Nat Neurosci. 2012 Jun 24;15(8):1120-6. doi: 10.1038/nn.3142.
In the postnatal and adult mouse forebrain, a mosaic of spatially separated neural stem cells along the lateral wall of the ventricles generates defined types of olfactory bulb neurons. To understand the mechanisms underlying the regionalization of the stem cell pool, we focused on the transcription factor Pax6, a determinant of the dopaminergic phenotype in this system. We found that, although Pax6 mRNA was transcribed widely along the ventricular walls, Pax6 protein was restricted to the dorsal aspect. This dorsal restriction was a result of inhibition of protein expression by miR-7a, a microRNA (miRNA) that was expressed in a gradient opposing Pax6. In vivo inhibition of miR-7a in Pax6-negative regions of the lateral wall induced Pax6 protein expression and increased dopaminergic neurons in the olfactory bulb. These findings establish miRNA-mediated fine-tuning of protein expression as a mechanism for controlling neuronal stem cell diversity and, consequently, neuronal phenotype.

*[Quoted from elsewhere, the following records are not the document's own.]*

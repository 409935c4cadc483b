use foundation::ids::ChapterId;
use foundation::time::Millis;
use runtime::timers::Scope;

use crate::action::Action;
use crate::chapter::{ChapterHook, ChapterRegistry, HookContext, HookOutcome, LayerToggle};
use crate::choreography::{ChapterContext, Stage};
use crate::error::StoryError;
use crate::surface::MoveCompletion;

#[derive(Debug, Copy, Clone, PartialEq, Eq)]
pub enum TransitionState {
    Idle,
    Transitioning,
}

/// What happened to a step-entered request.
#[derive(Debug, Copy, Clone, PartialEq, Eq)]
pub enum StepOutcome {
    Started,
    /// Started after cutting short an in-flight transition (fast path).
    Preempted,
    AlreadyCurrent,
    /// A transition was in flight; the request was discarded, not queued.
    Dropped,
}

#[derive(Debug, Copy, Clone, PartialEq, Eq)]
enum Phase {
    /// Exit hooks of the previous chapter are settling.
    Exiting,
    /// Waiting for the camera move to finish.
    Camera,
    /// Enter hooks of the target chapter are settling.
    Entering,
}

#[derive(Debug)]
struct Transition {
    generation: u64,
    target: ChapterId,
    phase: Phase,
    started: Millis,
    scope: Scope,
}

/// Serializes chapter changes.
///
/// Transition order is fixed: exit of the current chapter (awaited), then
/// captions and camera (awaited), then enter of the target (awaited), then
/// the chapter counts as settled. Continuations are tagged with the
/// transition generation, so a preempted or finished transition can never be
/// resumed by a late timer.
#[derive(Debug, Default)]
pub struct Orchestrator {
    active: Option<ChapterContext>,
    transition: Option<Transition>,
    next_generation: u64,
    next_epoch: u64,
    settled: Vec<ChapterId>,
}

impl Orchestrator {
    pub fn new() -> Self {
        Self::default()
    }

    pub fn state(&self) -> TransitionState {
        if self.transition.is_some() {
            TransitionState::Transitioning
        } else {
            TransitionState::Idle
        }
    }

    pub fn current(&self) -> Option<&ChapterId> {
        self.active.as_ref().map(|a| &a.chapter)
    }

    /// Target of the transition in flight, if any.
    pub fn pending(&self) -> Option<&ChapterId> {
        self.transition.as_ref().map(|t| &t.target)
    }

    pub fn active(&self) -> Option<&ChapterContext> {
        self.active.as_ref()
    }

    pub(crate) fn active_mut(&mut self) -> Option<&mut ChapterContext> {
        self.active.as_mut()
    }

    /// Chapters whose transitions completed since the last call.
    pub(crate) fn take_settled(&mut self) -> Vec<ChapterId> {
        std::mem::take(&mut self.settled)
    }

    pub(crate) fn request(
        &mut self,
        id: ChapterId,
        registry: &mut ChapterRegistry,
        stage: &mut Stage<'_>,
    ) -> Result<StepOutcome, StoryError> {
        let Some(chapter) = registry.get(&id) else {
            tracing::warn!(chapter = %id, "step entered for unregistered chapter");
            stage.metrics.inc("transitions.rejected");
            return Err(StoryError::UnknownChapter(id));
        };

        let mut preempted = false;
        if let Some(t) = &self.transition {
            let elapsed = stage.event_loop.now().since(t.started);
            let may_preempt = chapter.fast_path
                && t.target != id
                && elapsed >= stage.config.fast_path_guard_ms;
            if !may_preempt {
                tracing::debug!(chapter = %id, in_flight = %t.target, elapsed, "transition in flight; dropping step");
                stage.metrics.inc("transitions.dropped");
                return Ok(StepOutcome::Dropped);
            }
            tracing::info!(chapter = %id, in_flight = %t.target, elapsed, "fast path preempts transition");
            stage.metrics.inc("transitions.preempted");
            self.abort(stage);
            preempted = true;
        } else if self.current() == Some(&id) {
            stage.metrics.inc("transitions.ignored");
            return Ok(StepOutcome::AlreadyCurrent);
        }

        self.begin(id, registry, stage);
        Ok(if preempted {
            StepOutcome::Preempted
        } else {
            StepOutcome::Started
        })
    }

    /// Continues a transition after an awaited step settled.
    pub(crate) fn resume(
        &mut self,
        generation: u64,
        registry: &mut ChapterRegistry,
        stage: &mut Stage<'_>,
    ) {
        let Some(phase) = self.phase_of(generation) else {
            tracing::trace!(generation, "stale transition continuation");
            return;
        };
        match phase {
            Phase::Exiting => self.begin_enter(registry, stage, false),
            Phase::Camera => self.finish_enter(registry, stage, false),
            Phase::Entering => self.complete(stage),
        }
    }

    /// Forces a stuck transition through its remaining steps.
    pub(crate) fn timeout(
        &mut self,
        generation: u64,
        registry: &mut ChapterRegistry,
        stage: &mut Stage<'_>,
    ) {
        let Some(phase) = self.phase_of(generation) else {
            return;
        };
        tracing::error!(
            chapter = ?self.pending(),
            ?phase,
            timeout_ms = stage.config.transition_timeout_ms,
            "transition timed out; forcing completion"
        );
        stage.metrics.inc("transitions.timed_out");
        match phase {
            Phase::Exiting => self.begin_enter(registry, stage, true),
            Phase::Camera => self.finish_enter(registry, stage, true),
            Phase::Entering => self.complete(stage),
        }
    }

    /// The host reports that the camera move has finished.
    pub(crate) fn viewport_settled(&mut self, registry: &mut ChapterRegistry, stage: &mut Stage<'_>) {
        match self.transition.as_ref().map(|t| t.phase) {
            Some(Phase::Camera) => self.finish_enter(registry, stage, false),
            _ => tracing::trace!("viewport settled outside a camera wait"),
        }
    }

    fn phase_of(&self, generation: u64) -> Option<Phase> {
        self.transition
            .as_ref()
            .filter(|t| t.generation == generation)
            .map(|t| t.phase)
    }

    fn begin(&mut self, id: ChapterId, registry: &mut ChapterRegistry, stage: &mut Stage<'_>) {
        let generation = self.next_generation;
        self.next_generation += 1;
        let scope = stage.event_loop.new_scope();
        stage.event_loop.schedule(
            stage.config.transition_timeout_ms,
            scope,
            Action::TransitionTimeout { generation },
        );

        tracing::debug!(from = ?self.current(), to = %id, "transition started");
        stage.metrics.inc("transitions.started");
        self.transition = Some(Transition {
            generation,
            target: id,
            phase: Phase::Exiting,
            started: stage.event_loop.now(),
            scope,
        });

        let wait = self.run_exit(registry, stage);
        if wait > 0 {
            self.wait(wait, stage);
        } else {
            self.begin_enter(registry, stage, false);
        }
    }

    fn run_exit(&mut self, registry: &mut ChapterRegistry, stage: &mut Stage<'_>) -> u64 {
        let Some(active) = self.active.as_mut().filter(|a| !a.exited) else {
            return 0;
        };
        active.exited = true;
        active.clear(stage);
        let Some(chapter) = registry.get_mut(&active.chapter) else {
            return 0;
        };
        apply_toggles(&chapter.on_exit, &chapter.id, stage);
        run_hooks(&mut chapter.exit_hooks, &chapter.id, stage)
    }

    fn begin_enter(&mut self, registry: &mut ChapterRegistry, stage: &mut Stage<'_>, force: bool) {
        let Some(target) = self.transition.as_ref().map(|t| t.target.clone()) else {
            return;
        };
        let Some(chapter) = registry.get(&target) else {
            self.complete(stage);
            return;
        };

        let epoch = self.next_epoch;
        self.next_epoch += 1;
        let scope = stage.event_loop.new_scope();
        self.active = Some(ChapterContext::new(target.clone(), epoch, scope));

        if let Err(e) = stage.map.set_captions(&chapter.legend, &chapter.date_range) {
            tracing::error!(chapter = %target, error = %e, "failed to update captions");
            stage.metrics.inc("surface.errors");
        }

        let completion = match stage.map.set_viewport(&chapter.camera, stage.config.camera_ms) {
            Ok(completion) => completion,
            Err(e) => {
                tracing::error!(chapter = %target, error = %e, "camera move failed");
                stage.metrics.inc("surface.errors");
                MoveCompletion::Immediate
            }
        };

        match completion {
            MoveCompletion::AfterMs(ms) if !force && ms > 0 => {
                self.set_phase(Phase::Camera);
                self.wait(ms, stage);
            }
            MoveCompletion::External if !force => self.set_phase(Phase::Camera),
            _ => self.finish_enter(registry, stage, force),
        }
    }

    fn finish_enter(&mut self, registry: &mut ChapterRegistry, stage: &mut Stage<'_>, force: bool) {
        self.set_phase(Phase::Entering);
        let wait = match (self.active.as_mut(), self.transition.as_ref()) {
            (Some(active), Some(t)) if active.chapter == t.target => {
                match registry.get_mut(&active.chapter) {
                    Some(chapter) => {
                        apply_toggles(&chapter.on_enter, &chapter.id, stage);
                        active.animate(&chapter.script, stage);
                        run_hooks(&mut chapter.enter_hooks, &chapter.id, stage)
                    }
                    None => 0,
                }
            }
            _ => 0,
        };

        if wait > 0 && !force {
            self.wait(wait, stage);
        } else {
            self.complete(stage);
        }
    }

    fn complete(&mut self, stage: &mut Stage<'_>) {
        let Some(t) = self.transition.take() else {
            return;
        };
        stage.event_loop.cancel_scope(t.scope);
        let elapsed = stage.event_loop.now().since(t.started);
        stage.metrics.inc("transitions.completed");
        stage.metrics.record("transition.duration_ms", elapsed);
        tracing::info!(chapter = %t.target, elapsed_ms = elapsed, "chapter entered");
        self.settled.push(t.target);
    }

    fn abort(&mut self, stage: &mut Stage<'_>) {
        if let Some(t) = self.transition.take() {
            stage.event_loop.cancel_scope(t.scope);
        }
    }

    fn wait(&mut self, ms: u64, stage: &mut Stage<'_>) {
        let Some(t) = self.transition.as_ref() else {
            return;
        };
        stage.event_loop.schedule(
            ms,
            t.scope,
            Action::ResumeTransition {
                generation: t.generation,
            },
        );
    }

    fn set_phase(&mut self, phase: Phase) {
        if let Some(t) = self.transition.as_mut() {
            t.phase = phase;
        }
    }
}

fn apply_toggles(toggles: &[LayerToggle], chapter: &ChapterId, stage: &mut Stage<'_>) {
    for toggle in toggles {
        if let Err(e) = stage.map.set_layer_visible(&toggle.layer, toggle.visible) {
            tracing::error!(%chapter, layer = %toggle.layer, error = %e, "layer toggle failed");
            stage.metrics.inc("hooks.failed");
        }
    }
}

/// Runs hooks in order and returns the longest wait any of them asked for.
/// A failing hook is logged and counted; the rest still run.
fn run_hooks(hooks: &mut [Box<dyn ChapterHook>], chapter: &ChapterId, stage: &mut Stage<'_>) -> u64 {
    let mut wait = 0;
    for hook in hooks {
        let mut ctx = HookContext {
            chapter,
            now: stage.event_loop.now(),
            map: &mut *stage.map,
        };
        match hook.run(&mut ctx) {
            Ok(HookOutcome::Done) => {}
            Ok(HookOutcome::Await(ms)) => wait = wait.max(ms),
            Err(e) => {
                tracing::error!(%chapter, ?hook, error = %e, "chapter hook failed");
                stage.metrics.inc("hooks.failed");
            }
        }
    }
    wait
}
//! Bindings to the page's map and chart glue (`window.storyMap`,
//! `window.storyChart`). The glue owns the actual renderer; nothing here
//! keeps state.

use wasm_bindgen::prelude::*;

#[wasm_bindgen]
extern "C" {
    #[wasm_bindgen(catch, js_namespace = storyMap, js_name = flyTo)]
    pub fn fly_to(
        lon: f64,
        lat: f64,
        zoom: f64,
        pitch: f64,
        bearing: f64,
        duration_ms: f64,
    ) -> Result<(), JsValue>;

    #[wasm_bindgen(catch, js_namespace = storyMap, js_name = setCaptions)]
    pub fn set_captions(legend: &str, date_range: &str) -> Result<(), JsValue>;

    #[wasm_bindgen(catch, js_namespace = storyMap, js_name = addLineLayer)]
    pub fn add_line_layer(id: &str, color: &str, width: f64) -> Result<(), JsValue>;

    /// `coords_json` is a JSON array of `[lon, lat]` pairs.
    #[wasm_bindgen(catch, js_namespace = storyMap, js_name = setLineCoords)]
    pub fn set_line_coords(id: &str, coords_json: &str) -> Result<(), JsValue>;

    #[wasm_bindgen(catch, js_namespace = storyMap, js_name = setLineHighlight)]
    pub fn set_line_highlight(id: &str, highlighted: bool) -> Result<(), JsValue>;

    #[wasm_bindgen(catch, js_namespace = storyMap, js_name = setLayerVisible)]
    pub fn set_layer_visible(id: &str, visible: bool) -> Result<(), JsValue>;

    #[wasm_bindgen(catch, js_namespace = storyMap, js_name = removeLayer)]
    pub fn remove_layer(id: &str) -> Result<(), JsValue>;

    #[wasm_bindgen(catch, js_namespace = storyMap, js_name = placeMarker)]
    pub fn place_marker(
        handle: u32,
        lon: f64,
        lat: f64,
        class: &str,
        label: Option<String>,
        glow: bool,
    ) -> Result<(), JsValue>;

    #[wasm_bindgen(catch, js_namespace = storyMap, js_name = placePopup)]
    pub fn place_popup(
        handle: u32,
        lon: f64,
        lat: f64,
        html: &str,
        image: Option<String>,
        class: Option<String>,
        offset_x: f64,
        offset_y: f64,
    ) -> Result<(), JsValue>;

    /// Starts the fade/scale-out transition of a marker or popup.
    #[wasm_bindgen(js_namespace = storyMap, js_name = beginExit)]
    pub fn begin_exit(handle: u32, duration_ms: f64);

    #[wasm_bindgen(js_namespace = storyMap, js_name = removeVisual)]
    pub fn remove_visual(handle: u32);

    /// `state` is one of `"visible"`, `"fading-out"`, `"hidden"`.
    #[wasm_bindgen(js_namespace = storyChart, js_name = setVisibility)]
    pub fn chart_set_visibility(state: &str);

    #[wasm_bindgen(js_namespace = storyChart, js_name = render)]
    pub fn chart_render(layout_json: &str);
}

在产后和成年小鼠前脑中,沿着脑室侧壁排列的空间分离的神经干细胞嵌合体产生了特定类型的嗅球神经元。为了了解干细胞池分区化的机制,我们专注于转录因子 Pax6,这是该系统中多巴胺能表型的决定因素。我们发现,尽管 Pax6 mRNA 广泛转录于脑室壁上,但 Pax6 蛋白仅限于背侧。这种背侧限制是由 miR-7a 抑制蛋白表达的结果,miR-7a 是一种在与 Pax6 相反的梯度中表达的 microRNA (miRNA)。在侧脑室壁的 Pax6 阴性区域体内抑制 miR-7a 会诱导 Pax6 蛋白表达并增加嗅球中的多巴胺能神经元。这些发现确立了 miRNA 介导的蛋白质表达精细调控作为控制神经元干细胞多样性的机制,从而影响神经元表型。